Josiah Thompson

Josiah Thompson (1724-1806) was born at Shrewsbury. He was ordained in February 1746 at the Baptist church in Unicorn Yard, London. He resigned in 1761 (he had been assisted by Caleb Evans from 1757-1759) and removed to Bury Street, where in 1764 he succeeded Thomas Porter as the afternoon preacher in the Independent church in Bury Street. After a few years, he retired to Clapham, where he lived off a considerable inheritance until his death in 1806. He did not preach mucdh after his move to Clapham, but was asked three times to present addresses before the King on behalf of the Protestant Dissenting Ministers. His chief work, which was never published but exists in manuscript at Dr.
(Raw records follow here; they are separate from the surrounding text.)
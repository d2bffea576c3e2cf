//! Lazy, ordered walk over a message-id window of one chat.
//!
//! Telegram message ids start at 1, so position `p` in the window is message id `p + 1`:
//! with `skip_offset = s` and `total_count = n` the source yields ids `s+1 ..= n`.
//! Ids are requested in pages of at most `PAGE_SIZE`; the page is only fetched when the
//! previous one has been drained.

use crate::domain::{DomainError, MessageView};
use crate::ports::TgGateway;
use std::collections::{HashMap, VecDeque};
use std::sync::Arc;
use tracing::debug;

/// Platform limit for a single get-messages-by-id request.
pub const PAGE_SIZE: i32 = 200;

pub struct MessageSource {
    tg: Arc<dyn TgGateway>,
    chat_id: i64,
    total_count: i32,
    /// Next id to request from the platform, `None` once every id has been requested.
    next_id: Option<i32>,
    buffer: VecDeque<MessageView>,
}

impl MessageSource {
    pub fn new(tg: Arc<dyn TgGateway>, chat_id: i64, total_count: i32, skip_offset: i32) -> Self {
        Self {
            tg,
            chat_id,
            total_count,
            next_id: skip_offset.max(0).checked_add(1),
            buffer: VecDeque::new(),
        }
    }

    /// Next message in ascending id order, `None` once the window is exhausted.
    ///
    /// A failed page fetch is returned as-is; the source must not be polled again after an error.
    pub async fn next(&mut self) -> Result<Option<MessageView>, DomainError> {
        if self.buffer.is_empty() {
            self.fill().await?;
        }
        Ok(self.buffer.pop_front())
    }

    async fn fill(&mut self) -> Result<(), DomainError> {
        let Some(first) = self.next_id.filter(|id| *id <= self.total_count) else {
            return Ok(());
        };
        let last = first.saturating_add(PAGE_SIZE - 1).min(self.total_count);
        let ids: Vec<i32> = (first..=last).collect();

        debug!(
            chat_id = self.chat_id,
            first,
            last,
            "fetching message page"
        );
        let page = self.tg.fetch_range(self.chat_id, &ids).await?;

        let mut by_id: HashMap<i32, MessageView> = page
            .into_iter()
            .filter(|m| m.id >= first && m.id <= last)
            .map(|m| (m.id, m))
            .collect();
        self.buffer.extend(
            ids.into_iter()
                .map(|id| by_id.remove(&id).unwrap_or_else(|| MessageView::deleted(id))),
        );
        self.next_id = last.checked_add(1);
        Ok(())
    }
}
Williams’s Library, was “The State of the Dissenting Interest in the Several Counties of England and Wales . . . The First Part, c. 1774.”  In this work Thompson acquired information on over 600 dissenting congregations in England and Wales at the time of the application to parliament in 1772 for the relief of dissenting ministers. See Walter Wilson, The History and Antiquities of Dissenting Churches and Meeting Houses, in London, Westminster, and Southwark; Including the Lives of Their Ministers, from the Rise of Nonconformity to the Present Time, 4 vols. (London: W. Wilson for W. Button, 1808–1814), 1:326; 4:236.